For over 20 years, well-known naturopath, nutritionist, and chiropractor, Dr. Damian Kristof, has seen all kinds of food fads come and go. The current fascination with regularly fasting for extended periods is not Dr. Kristof’s favourite fast! Here’s why:
The current trend of intermittent fasting where you may fast for two days out of seven uses a dramatic reduction in calories to create stress and calorific deficiency, with the net result being a “cleaning up” of the storage of calories in the body (i.e. fat). In essence, this translates to a detox and weight loss. When you break your fast, you signal metabolic functions that the body utilises to manage stress, decrease inflammation, boost your immune system and wake you up with fuel, ready to tackle your day.
Which is great right?! However, when we signal metabolic processes involving multiple systems including the brain, the nervous system, digestion, the respiratory and alimentary tracts, the endocrine and exocrine systems (and more) outside of what your body would normally do, it may result in unpredictable consequences.
Let’s face it; we don’t yet know the long term implications of intermittent fasting and the severe macronutrient restrictions it involves. Like with everything in health care, one size doesn’t fit all, unless of course we are talking about the basic human physiological need to eat nutritious food and to regularly fuel and hydrate our body.
Continuing with this thought, if we were to recommend a vegan diet (i.e. low fat, high carbohydrate) to someone who is genetically designed to consume more of a keto diet, i.e. high healthy fat, low carbohydrate, the result would be suboptimal. Given the person would not be getting the macronutrients they need they would almost certainly suffer fatigue, muscle loss, hormone disruption, and agitation. So it is important that we consider the individual before starting to restrict major food groups or indeed as in the previous example food in general! So how about we take a look at what we know to be true at this current time:
- Breaking your fast (i.e. every day with breakfast) is an essential step to regulating metabolism, triggering elimination, fuelling the immune system and switching the body from a sympathetic nervous state into a parasympathetic state.
- Those who consume the least – live the longest.
- Those who consume whole foods have better digestion and better stool mass.

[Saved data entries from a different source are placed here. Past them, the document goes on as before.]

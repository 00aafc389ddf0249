//! Heading slugs and the document-wide id registry.

use std::sync::LazyLock;

use regex::Regex;
use rustc_hash::FxHashSet;

/// Token used when a heading slugifies to nothing.
pub const FALLBACK_SLUG: &str = "section";

/// Characters removed before whitespace is turned into hyphens.
const STRIPPED: &[char] = &[
    '"', '\'', '`', '~', '!', '@', '#', '$', '%', '^', '&', '*', '(', ')', '=', '+', '[', ']',
    '{', '}', '|', ';', ':', '\\', '<', '>', ',', '.', '?', '/',
];

static WHITESPACE: LazyLock<Regex> = LazyLock::new(|| Regex::new(r"\s+").unwrap());
static HYPHENS: LazyLock<Regex> = LazyLock::new(|| Regex::new(r"-{2,}").unwrap());

/// Turn heading text into a lowercase, URL-safe token.
///
/// Returns an empty string when nothing survives; callers substitute
/// [`FALLBACK_SLUG`].
///
/// ```ignore
/// assert_eq!(slugify("Hello, World!"), "hello-world");
/// ```
pub fn slugify(text: &str) -> String {
    let lowered = text.to_lowercase();
    let stripped: String = lowered.trim().chars().filter(|c| !STRIPPED.contains(c)).collect();
    let hyphenated = WHITESPACE.replace_all(&stripped, "-");
    let collapsed = HYPHENS.replace_all(&hyphenated, "-");
    collapsed.trim_matches('-').to_string()
}

/// Set of ids already present in the document.
///
/// Scoped to the whole page: ids from the static shell are reserved up
/// front, ids found in a fragment are added before any heading is
/// processed, and every generated id is claimed before the next one is
/// computed.
#[derive(Debug, Clone, Default)]
pub struct IdRegistry {
    taken: FxHashSet<String>,
}

impl IdRegistry {
    pub fn new() -> Self {
        Self::default()
    }

    /// Registry pre-seeded with ids owned by the surrounding shell.
    pub fn with_reserved<I, S>(ids: I) -> Self
    where
        I: IntoIterator<Item = S>,
        S: Into<String>,
    {
        Self {
            taken: ids.into_iter().map(Into::into).collect(),
        }
    }

    /// Mark an existing id as taken. Returns false when it already was.
    pub fn reserve(&mut self, id: impl Into<String>) -> bool {
        self.taken.insert(id.into())
    }

    #[inline]
    pub fn contains(&self, id: &str) -> bool {
        self.taken.contains(id)
    }

    pub fn len(&self) -> usize {
        self.taken.len()
    }

    pub fn is_empty(&self) -> bool {
        self.taken.is_empty()
    }

    /// Claim `candidate`, or the first free `candidate-2`, `candidate-3`, ...
    pub fn claim(&mut self, candidate: &str) -> String {
        let id = if self.taken.contains(candidate) {
            (2..)
                .map(|n| format!("{candidate}-{n}"))
                .find(|id| !self.taken.contains(id))
                .unwrap_or_else(|| candidate.to_string())
        } else {
            candidate.to_string()
        };
        self.taken.insert(id.clone());
        id
    }

    /// Slugify `text` (with the fallback token) and claim the result.
    pub fn claim_slug(&mut self, text: &str) -> String {
        let slug = slugify(text);
        if slug.is_empty() {
            self.claim(FALLBACK_SLUG)
        } else {
            self.claim(&slug)
        }
    }
}

#[cfg(test)]
mod tests {
    use super::*;
    use proptest::prelude::*;

    #[test]
    fn test_slugify_examples() {
        assert_eq!(slugify("Hello, World!"), "hello-world");
        assert_eq!(slugify("  Why  Rust?  "), "why-rust");
        assert_eq!(slugify("a - b"), "a-b");
        assert_eq!(slugify("C++ & \"friends\""), "c-friends");
        assert_eq!(slugify("snake_case stays"), "snake_case-stays");
    }

    #[test]
    fn test_slugify_punctuation_only() {
        assert_eq!(slugify("?!..."), "");
        assert_eq!(slugify(""), "");
        assert_eq!(slugify("---"), "");
    }

    #[test]
    fn test_claim_suffixes_in_order() {
        let mut ids = IdRegistry::new();
        assert_eq!(ids.claim_slug("Notes"), "notes");
        assert_eq!(ids.claim_slug("Notes"), "notes-2");
        assert_eq!(ids.claim_slug("notes!"), "notes-3");
    }

    #[test]
    fn test_claim_respects_reserved() {
        let mut ids = IdRegistry::with_reserved(["introduction", "section"]);
        assert_eq!(ids.claim("introduction"), "introduction-2");
        assert_eq!(ids.claim_slug("???"), "section-2");
    }

    #[test]
    fn test_claim_skips_existing_suffix() {
        let mut ids = IdRegistry::with_reserved(["a", "a-2"]);
        assert_eq!(ids.claim("a"), "a-3");
    }

    proptest! {
        #[test]
        fn prop_claimed_ids_are_distinct(texts in proptest::collection::vec(".{0,12}", 0..24)) {
            let mut ids = IdRegistry::new();
            let claimed: Vec<String> = texts.iter().map(|t| ids.claim_slug(t)).collect();
            let unique: FxHashSet<&String> = claimed.iter().collect();
            prop_assert_eq!(unique.len(), claimed.len());
        }
    }
}
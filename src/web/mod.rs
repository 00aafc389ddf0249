//! Browser entry point.
//!
//! `QuireApp` wires the navigation engine to the live document: it performs
//! the first load, intercepts in-site link clicks and keeps history, scroll,
//! layout and the selection lock in sync with user events.
//!
//! ```js
//! import init, { QuireApp } from "./quire.js";
//! await init();
//! new QuireApp(await (await fetch("/quire.toml")).text()).start();
//! ```

mod host;

use std::cell::RefCell;
use std::rc::Rc;
use std::sync::Arc;

use url::Url;
use wasm_bindgen::JsCast;
use wasm_bindgen::closure::Closure;
use wasm_bindgen::prelude::*;
use web_sys::{Element, Event, MouseEvent, Node, PopStateEvent};
use web_time::Instant;

use crate::config::SiteConfig;
use crate::layout::Debouncer;
use crate::nav::history::{
    ClickAction, LinkClick, PopAction, classify_click, decode_hash, on_popstate,
};
use crate::nav::selection::{LockChange, closest_region};
use crate::nav::{HistoryMode, Host, NavigationState, Session, load_route, relayout};
use crate::{debug, log, logger};

use host::{BrowserHost, Region};

type Listener = Closure<dyn FnMut(Event)>;

struct App {
    session: Session,
    host: BrowserHost,
    resize: RefCell<Debouncer>,
    listeners: RefCell<Vec<Listener>>,
}

#[wasm_bindgen]
pub struct QuireApp {
    app: Rc<App>,
}

#[wasm_bindgen]
impl QuireApp {
    /// Build the app from the contents of `quire.toml`.
    #[wasm_bindgen(constructor)]
    pub fn new(config_toml: &str) -> Result<QuireApp, JsValue> {
        console_error_panic_hook::set_once();

        let config = SiteConfig::from_str_checked(config_toml, "quire.toml")
            .map_err(|err| JsValue::from_str(&err.to_string()))?;
        let resize = Debouncer::new(config.layout.resize_debounce());
        let app = App {
            session: Session::new(Arc::new(config)),
            host: BrowserHost::new()?,
            resize: RefCell::new(resize),
            listeners: RefCell::new(Vec::new()),
        };
        Ok(QuireApp { app: Rc::new(app) })
    }

    #[wasm_bindgen(js_name = setVerbose)]
    pub fn set_verbose(&self, verbose: bool) {
        logger::set_verbose(verbose);
    }

    /// Install event listeners and load the current location.
    pub fn start(&self) -> Result<(), JsValue> {
        install_listeners(&self.app)?;

        let location = self.app.host.window().location();
        let target = format!("{}{}", location.pathname()?, location.hash()?);
        navigate(&self.app, target, HistoryMode::Replace);
        Ok(())
    }

    /// Load a path as if a link to it had been clicked.
    pub fn navigate(&self, target: String) {
        navigate(&self.app, target, HistoryMode::Push);
    }

    /// Remove every listener this app installed.
    pub fn destroy(&self) {
        let window = self.app.host.window();
        let document = self.app.host.document();
        for listener in self.app.listeners.borrow_mut().drain(..) {
            let f = listener.as_ref().unchecked_ref();
            for event in ["popstate", "hashchange", "resize"] {
                window.remove_event_listener_with_callback(event, f).ok();
            }
            for event in ["click", "pointerdown", "pointerup", "selectionchange"] {
                document.remove_event_listener_with_callback(event, f).ok();
            }
        }
    }
}

fn navigate(app: &Rc<App>, target: String, mode: HistoryMode) {
    let app = app.clone();
    wasm_bindgen_futures::spawn_local(async move {
        let outcome = load_route(&app.session, &app.host, &target, mode).await;
        debug!("nav"; "{} -> {:?}", target, outcome);
    });
}

fn install_listeners(app: &Rc<App>) -> Result<(), JsValue> {
    let window = app.host.window().clone();
    let document = app.host.document().clone();

    let click = listener(app, on_click);
    document.add_event_listener_with_callback("click", click.as_ref().unchecked_ref())?;

    let popstate = listener(app, on_popstate_event);
    window.add_event_listener_with_callback("popstate", popstate.as_ref().unchecked_ref())?;

    let hashchange = listener(app, |app, _| {
        let hash = app.host.window().location().hash().unwrap_or_default();
        app.host.scroll_to(decode_hash(&hash).as_deref());
    });
    window.add_event_listener_with_callback("hashchange", hashchange.as_ref().unchecked_ref())?;

    let resize = listener(app, |app, _| on_resize(app));
    window.add_event_listener_with_callback("resize", resize.as_ref().unchecked_ref())?;

    let pointer_down = listener(app, |app, event| {
        let region = event
            .target()
            .and_then(|t| t.dyn_into::<Element>().ok())
            .and_then(|el| region_of(&el));
        let change = app.host.selection.borrow_mut().pointer_down(region);
        apply_lock(app, change);
    });
    document.add_event_listener_with_callback("pointerdown", pointer_down.as_ref().unchecked_ref())?;

    let pointer_up = listener(app, |app, _| {
        let collapsed = selection_collapsed(app);
        let change = app.host.selection.borrow_mut().pointer_up(collapsed);
        apply_lock(app, change);
    });
    document.add_event_listener_with_callback("pointerup", pointer_up.as_ref().unchecked_ref())?;

    let selection = listener(app, |app, _| on_selection_change(app));
    document
        .add_event_listener_with_callback("selectionchange", selection.as_ref().unchecked_ref())?;

    app.listeners
        .borrow_mut()
        .extend([click, popstate, hashchange, resize, pointer_down, pointer_up, selection]);
    Ok(())
}

/// Wrap a handler; the closure holds the app weakly so dropping the app
/// frees it.
fn listener(app: &Rc<App>, handler: impl Fn(&Rc<App>, &Event) + 'static) -> Listener {
    let weak = Rc::downgrade(app);
    Closure::wrap(Box::new(move |event: Event| {
        if let Some(app) = weak.upgrade() {
            handler(&app, &event);
        }
    }))
}

fn on_click(app: &Rc<App>, event: &Event) {
    if event.default_prevented() {
        return;
    }
    let Some(mouse) = event.dyn_ref::<MouseEvent>() else {
        return;
    };
    let Some(anchor) = event
        .target()
        .and_then(|t| t.dyn_into::<Element>().ok())
        .and_then(|el| el.closest("a[href]").ok().flatten())
    else {
        return;
    };

    let click = LinkClick {
        href: anchor.get_attribute("href").unwrap_or_default(),
        button: mouse.button(),
        modified: mouse.meta_key() || mouse.ctrl_key() || mouse.shift_key() || mouse.alt_key(),
        target: anchor.get_attribute("target"),
        download: anchor.has_attribute("download"),
    };
    let Some(base) = app
        .host
        .window()
        .location()
        .href()
        .ok()
        .and_then(|href| Url::parse(&href).ok())
    else {
        return;
    };

    match classify_click(&click, &base, app.session.current_path().as_ref()) {
        ClickAction::Ignore => {}
        ClickAction::ScrollTo { hash } => {
            event.prevent_default();
            if let Some(path) = app.session.current_path() {
                let state = NavigationState::new(path, hash.clone());
                app.host.record_history(&state, HistoryMode::Push);
            }
            app.host.scroll_to(hash.as_deref());
        }
        ClickAction::Navigate { path, hash } => {
            event.prevent_default();
            let target = NavigationState::new(path, hash).url();
            navigate(app, target, HistoryMode::Push);
        }
    }
}

fn on_popstate_event(app: &Rc<App>, event: &Event) {
    let stored = event
        .dyn_ref::<PopStateEvent>()
        .and_then(|e| e.state().as_string())
        .and_then(|json| NavigationState::from_json(&json));

    // Entries created outside the engine carry no state; use the address bar.
    let state = match stored {
        Some(state) => state,
        None => {
            let location = app.host.window().location();
            let path = location.pathname().unwrap_or_default();
            let hash = location.hash().unwrap_or_default();
            NavigationState::new(path.into(), decode_hash(&hash))
        }
    };

    match on_popstate(app.session.current_path().as_ref(), &state) {
        PopAction::Scroll { hash } => app.host.scroll_to(hash.as_deref()),
        PopAction::Reload { .. } => navigate(app, state.url(), HistoryMode::Skip),
    }
}

fn on_resize(app: &Rc<App>) {
    let opened = app.resize.borrow_mut().notify(Instant::now());
    if !opened {
        return;
    }

    let app = app.clone();
    wasm_bindgen_futures::spawn_local(async move {
        loop {
            let wait = app.resize.borrow().sleep_duration(Instant::now());
            let Some(wait) = wait else {
                return;
            };
            app.host.sleep(wait).await;
            if app.resize.borrow_mut().take_if_ready(Instant::now()) {
                relayout(&app.session, &app.host);
                return;
            }
        }
    });
}

fn on_selection_change(app: &Rc<App>) {
    let Ok(Some(selection)) = app.host.window().get_selection() else {
        return;
    };
    let collapsed = selection.is_collapsed();
    let region = selection
        .anchor_node()
        .and_then(|node| element_of(&node))
        .and_then(|el| region_of(&el));
    let change = app.host.selection.borrow_mut().selection_change(collapsed, region);
    apply_lock(app, change);
}

fn selection_collapsed(app: &App) -> bool {
    match app.host.window().get_selection() {
        Ok(Some(selection)) => selection.is_collapsed(),
        _ => true,
    }
}

fn apply_lock(app: &App, change: LockChange<Region>) {
    match change {
        LockChange::Unchanged => {}
        LockChange::Locked((_, kind)) => {
            debug!("selection"; "locked to {}", kind.as_str());
            app.host.set_selection_lock(Some(kind));
        }
        LockChange::Released => app.host.set_selection_lock(None),
    }
}

fn element_of(node: &Node) -> Option<Element> {
    match node.dyn_ref::<Element>() {
        Some(el) => Some(el.clone()),
        None => node.parent_element(),
    }
}

/// Closest selection region around `el`.
fn region_of(el: &Element) -> Option<Region> {
    let chain = std::iter::successors(Some(el.clone()), |el| el.parent_element())
        .map(|el| {
            let tag = el.tag_name();
            let classes = el.class_name();
            (el, tag, classes)
        });
    closest_region(chain)
}

#[wasm_bindgen(start)]
fn init() {
    log!("quire"; "engine loaded");
}
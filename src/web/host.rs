//! `Host` on top of the live document.
//!
//! Shell markup the host relies on:
//!
//! ```text
//! #page-content                      content container (fragments mount here)
//! [data-label-region]                header/footer; `="header"` gets page text
//!   [data-header-title]              header title
//!   [data-subtitle]                  selected subtitle variant
//!   nav a[href]                      menu items (active one gets .is-active)
//! ```
//!
//! The sidenote rail comes with the mounted fragment
//! (`.writing-post__rail-right`, see [`find_rail`](crate::fragment::sidenote::find_rail)).

use std::cell::RefCell;
use std::time::Duration;

use wasm_bindgen::JsCast;
use wasm_bindgen::prelude::*;
use wasm_bindgen_futures::JsFuture;
use web_sys::{
    Document, Element, HtmlElement, Node, Response, ScrollBehavior, ScrollIntoViewOptions, Window,
};

use crate::core::{CanonicalPath, normalize};
use crate::fragment::HeaderText;
use crate::fragment::sidenote::{RAIL_ATTR, RAIL_NOTE_SELECTOR, RAIL_SELECTOR};
use crate::layout::{
    LabelLayout, LabelMetrics, RailProbe, ReferenceMetrics, SidenoteMeasurements, SidenotePlacement,
};
use crate::nav::selection::SelectionLock;
use crate::nav::{Fade, FetchError, HistoryMode, Host, NavigationState, RegionKind};
use crate::router::active_nav;
use crate::debug;

pub const CONTENT_ID: &str = "page-content";
const REGION_SELECTOR: &str = "[data-label-region]";
const HEADER_REGION: &str = "header";
const PROBE_CLASS: &str = "quire-char-probe";
const PROBE_TEXT: &str = "abcdefghijklmnopqrstuvwxyz";
const FADING_CLASS: &str = "is-fading";
const STACKED_CLASS: &str = "is-stacked";
const ACTIVE_CLASS: &str = "is-active";
const LOCK_ATTR: &str = "data-selection-lock";

/// A selection region: the element delimiting it and its kind.
pub type Region = (Element, RegionKind);

pub struct BrowserHost {
    window: Window,
    document: Document,
    header: RefCell<HeaderText>,
    pub(super) selection: RefCell<SelectionLock<Region>>,
}

impl BrowserHost {
    pub fn new() -> Result<Self, JsValue> {
        let window = web_sys::window().ok_or_else(|| JsValue::from_str("no window"))?;
        let document = window
            .document()
            .ok_or_else(|| JsValue::from_str("no document"))?;
        Ok(Self {
            window,
            document,
            header: RefCell::new(HeaderText::default()),
            selection: RefCell::new(SelectionLock::new()),
        })
    }

    pub fn window(&self) -> &Window {
        &self.window
    }

    pub fn document(&self) -> &Document {
        &self.document
    }

    fn content(&self) -> Option<Element> {
        self.document.get_element_by_id(CONTENT_ID)
    }

    fn select_all(&self, root: &Element, selector: &str) -> Vec<Element> {
        let Ok(list) = root.query_selector_all(selector) else {
            return Vec::new();
        };
        (0..list.length())
            .filter_map(|i| list.item(i)?.dyn_into::<Element>().ok())
            .collect()
    }

    fn regions(&self) -> Vec<Element> {
        let Some(body) = self.document.body() else {
            return Vec::new();
        };
        self.select_all(&body, REGION_SELECTOR)
    }

    fn computed(&self, el: &Element, property: &str) -> Option<String> {
        let style = self.window.get_computed_style(el).ok()??;
        style.get_property_value(property).ok()
    }

    /// Computed line height in px; `normal` is taken as 1.2 × font size.
    fn line_height(&self, el: &Element) -> f64 {
        if let Some(px) = self.computed(el, "line-height").as_deref().and_then(parse_px) {
            return px;
        }
        self.computed(el, "font-size")
            .as_deref()
            .and_then(parse_px)
            .map_or(0.0, |size| size * 1.2)
    }

    /// Width of one character cell in `region`'s font, from a hidden probe
    /// appended to the region.
    fn char_width(&self, region: &Element) -> f64 {
        let probe = match region.query_selector(&format!(":scope > .{PROBE_CLASS}")) {
            Ok(Some(probe)) => probe,
            _ => {
                let Ok(probe) = self.document.create_element("span") else {
                    return 0.0;
                };
                probe.set_class_name(PROBE_CLASS);
                probe.set_attribute("aria-hidden", "true").ok();
                probe
                    .set_attribute(
                        "style",
                        "position:absolute;left:-9999px;top:0;visibility:hidden;white-space:nowrap;font:inherit;letter-spacing:inherit",
                    )
                    .ok();
                probe.set_text_content(Some(PROBE_TEXT));
                region.append_child(&probe).ok();
                probe
            }
        };
        probe.get_bounding_client_rect().width() / PROBE_TEXT.len() as f64
    }

    /// Label metrics for one region, read with its menu unstacked.
    fn measure_region(&self, region: &Element) -> LabelMetrics {
        let classes = region.class_list();
        let was_stacked = classes.contains(STACKED_CLASS);
        if was_stacked {
            classes.remove_1(STACKED_CLASS).ok();
        }

        let menu_widths = self
            .select_all(region, "nav a")
            .iter()
            .map(|a| a.get_bounding_client_rect().width())
            .collect();
        let menu_gap = region
            .query_selector("nav")
            .ok()
            .flatten()
            .and_then(|nav| self.computed(&nav, "column-gap"))
            .as_deref()
            .and_then(parse_px)
            .unwrap_or(0.0);
        let metrics = LabelMetrics {
            container_width: region.get_bounding_client_rect().width(),
            char_width: self.char_width(region),
            menu_widths,
            menu_gap,
            variants: self.region_variants(region),
        };

        // apply_header_layout settles the final state
        if was_stacked {
            classes.add_1(STACKED_CLASS).ok();
        }
        metrics
    }

    fn region_variants(&self, region: &Element) -> Vec<String> {
        if region.get_attribute("data-label-region").as_deref() == Some(HEADER_REGION) {
            return self.header.borrow().subtitles.clone();
        }
        (0..)
            .map_while(|i| region.get_attribute(&format!("data-subtitle-{i}")))
            .collect()
    }

    /// Rail column of the mounted fragment.
    fn rail(&self) -> Option<Element> {
        let content = self.content()?;
        if let Ok(Some(rail)) = content.query_selector(RAIL_SELECTOR) {
            return Some(rail);
        }
        content
            .query_selector(RAIL_NOTE_SELECTOR)
            .ok()??
            .parent_element()
    }

    /// Visibility of the rail, judged by its first child (or the rail itself).
    fn probe_rail(&self) -> RailProbe {
        let Some(rail) = self.rail() else {
            return RailProbe::HIDDEN;
        };
        let probe = rail.first_element_child().unwrap_or(rail);
        RailProbe {
            displayed: self.computed(&probe, "display").as_deref() != Some("none"),
            width: probe.get_bounding_client_rect().width(),
        }
    }

    fn rail_note(&self, note_id: &str) -> Option<Element> {
        let rail = self.rail()?;
        self.select_all(&rail, RAIL_NOTE_SELECTOR)
            .into_iter()
            .find(|el| el.get_attribute(RAIL_ATTR).as_deref() == Some(note_id))
    }

    fn set_lock_attr(&self, region: Option<RegionKind>) {
        let Some(body) = self.document.body() else {
            return;
        };
        match region {
            Some(kind) => body.set_attribute(LOCK_ATTR, kind.as_str()).ok(),
            None => body.remove_attribute(LOCK_ATTR).ok(),
        };
    }
}

impl Host for BrowserHost {
    async fn fetch(&self, location: &str) -> Result<String, FetchError> {
        let url = format!("/{}", location.trim_start_matches('/'));
        let response = JsFuture::from(self.window.fetch_with_str(&url))
            .await
            .map_err(transport)?;
        let response: Response = response.dyn_into().map_err(transport)?;
        if !response.ok() {
            return Err(FetchError::Status(response.status()));
        }
        let text = JsFuture::from(response.text().map_err(transport)?)
            .await
            .map_err(transport)?;
        text.as_string()
            .ok_or_else(|| FetchError::Transport("response body is not text".into()))
    }

    fn shell_ids(&self) -> Vec<String> {
        let content = self.content();
        let Ok(list) = self.document.query_selector_all("[id]") else {
            return Vec::new();
        };
        (0..list.length())
            .filter_map(|i| list.item(i)?.dyn_into::<Element>().ok())
            .filter(|el| match &content {
                Some(content) => {
                    let node: &Node = el;
                    el == content || !content.contains(Some(node))
                }
                None => true,
            })
            .map(|el| el.id())
            .filter(|id| !id.is_empty())
            .collect()
    }

    async fn sleep(&self, duration: Duration) {
        let window = self.window.clone();
        let millis = duration.as_millis().min(i32::MAX as u128) as i32;
        let promise = js_sys::Promise::new(&mut |resolve, _reject| {
            window
                .set_timeout_with_callback_and_timeout_and_arguments_0(&resolve, millis)
                .ok();
        });
        JsFuture::from(promise).await.ok();
    }

    fn fade(&self, fade: Fade) {
        let Some(content) = self.content() else {
            return;
        };
        let classes = content.class_list();
        match fade {
            Fade::Out => classes.add_1(FADING_CLASS).ok(),
            Fade::In => classes.remove_1(FADING_CLASS).ok(),
        };
    }

    fn mount(&self, html: &str) {
        if let Some(content) = self.content() {
            content.set_inner_html(html);
        }
    }

    fn set_document_title(&self, title: &str) {
        self.document.set_title(title);
    }

    fn set_header(&self, header: &HeaderText) {
        *self.header.borrow_mut() = header.clone();
        let selector = format!("[data-label-region=\"{HEADER_REGION}\"] [data-header-title]");
        if let Ok(Some(title)) = self.document.query_selector(&selector) {
            title.set_text_content(Some(&header.title));
        }
    }

    fn measure_header(&self) -> Vec<LabelMetrics> {
        self.regions()
            .iter()
            .map(|region| self.measure_region(region))
            .collect()
    }

    fn apply_header_layout(&self, layouts: &[LabelLayout]) {
        for (region, layout) in self.regions().iter().zip(layouts) {
            let variants = self.region_variants(region);
            if let Ok(Some(subtitle)) = region.query_selector("[data-subtitle]") {
                let text = layout.variant.and_then(|i| variants.get(i)).map(String::as_str);
                subtitle.set_text_content(text);
            }
            let classes = region.class_list();
            if layout.stacked {
                classes.add_1(STACKED_CLASS).ok();
            } else {
                classes.remove_1(STACKED_CLASS).ok();
            }
        }
    }

    fn measure_sidenotes(&self) -> SidenoteMeasurements {
        let rail = self.probe_rail();
        let Some(content) = self.content().filter(|_| rail.is_visible()) else {
            return SidenoteMeasurements {
                rail,
                references: Vec::new(),
            };
        };
        let content_top = content.get_bounding_client_rect().top();

        let references = self
            .select_all(&content, "label.sidenote-number[for]")
            .iter()
            .filter_map(|label| {
                let note_id = label.get_attribute("for")?;
                let note = self.rail_note(&note_id)?;
                let block = label
                    .closest("p, li, blockquote, figcaption")
                    .ok()
                    .flatten()
                    .or_else(|| label.parent_element())?;
                let block_rect = block.get_bounding_client_rect();
                Some(ReferenceMetrics {
                    offset_in_block: label.get_bounding_client_rect().top() - block_rect.top(),
                    block_top: block_rect.top() - content_top,
                    block_line_height: self.line_height(&block),
                    note_height: note.get_bounding_client_rect().height(),
                    note_line_height: self.line_height(&note),
                    note_id,
                })
            })
            .collect();

        SidenoteMeasurements { rail, references }
    }

    fn place_sidenotes(&self, placements: &[SidenotePlacement]) {
        for placement in placements {
            let Some(note) = self
                .rail_note(&placement.note_id)
                .and_then(|el| el.dyn_into::<HtmlElement>().ok())
            else {
                continue;
            };
            note.style()
                .set_property("top", &format!("{}px", placement.resolved_top))
                .ok();
            if placement.was_pushed() {
                debug!("sidenote"; "{} pushed to {}px", placement.note_id, placement.resolved_top);
            }
        }
    }

    fn mark_active_nav(&self, path: &CanonicalPath) {
        for region in self.regions() {
            let links = self.select_all(&region, "nav a[href]");
            let paths: Vec<CanonicalPath> = links
                .iter()
                .map(|a| normalize(&a.get_attribute("href").unwrap_or_default()))
                .collect();
            let active = active_nav(path, &paths);
            for (i, link) in links.iter().enumerate() {
                if Some(i) == active {
                    link.class_list().add_1(ACTIVE_CLASS).ok();
                    link.set_attribute("aria-current", "page").ok();
                } else {
                    link.class_list().remove_1(ACTIVE_CLASS).ok();
                    link.remove_attribute("aria-current").ok();
                }
            }
        }
    }

    fn record_history(&self, state: &NavigationState, mode: HistoryMode) {
        let Ok(history) = self.window.history() else {
            return;
        };
        let data = JsValue::from_str(&state.to_json());
        let url = state.url();
        let result = match mode {
            HistoryMode::Push => history.push_state_with_url(&data, "", Some(&url)),
            HistoryMode::Replace => history.replace_state_with_url(&data, "", Some(&url)),
            HistoryMode::Skip => Ok(()),
        };
        if result.is_err() {
            debug!("nav"; "history update for {} rejected", url);
        }
    }

    fn scroll_to(&self, hash: Option<&str>) {
        let target = hash.and_then(|id| self.document.get_element_by_id(id));
        match target {
            Some(el) => {
                let options = ScrollIntoViewOptions::new();
                options.set_behavior(ScrollBehavior::Smooth);
                el.scroll_into_view_with_scroll_into_view_options(&options);
            }
            None => self.window.scroll_to_with_x_and_y(0.0, 0.0),
        }
    }

    fn set_selection_lock(&self, region: Option<RegionKind>) {
        if region.is_none()
            && let Ok(mut lock) = self.selection.try_borrow_mut()
        {
            lock.reset();
        }
        self.set_lock_attr(region);
    }
}

fn transport(err: JsValue) -> FetchError {
    FetchError::Transport(err.as_string().unwrap_or_else(|| format!("{err:?}")))
}

/// `"24px"` → 24.0
fn parse_px(value: &str) -> Option<f64> {
    value.trim().strip_suffix("px")?.trim().parse().ok()
}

- Long term studies around intermittent fasting, severe calorie restriction and skipping meals are not available in abundance. One size doesn’t fit all.
- Breakfast can be a healthy way to start your day and it is far healthier to start your day with food than with caffeine (fuel vs hormones).
What should you eat for breakfast?
Breakfasts rich in plant-based fibre, protein and high-quality fats will kick start your day and fire your metabolism allowing you to better navigate the stressors of the day. High quality and low processed muesli such as the range from Forage contain easy-to-digest high protein ingredients like quinoa, rice, buckwheat, millet and amaranth, sprouted seeds for better absorption of nutrients and raw nuts rich in omega 3 and 6 essential fatty acids. When seeds sprout, parts of the seeds that were tougher to digest beforehand are broken down; the seeds, as a result, have a higher nutrient activation and bio-availability. Mix these ingredients with your favourite probiotic-rich yoghurt, plant-based milks, and some berries and you have the breakfast of champions, with the added bonus of sustained energy, and improved mental performance.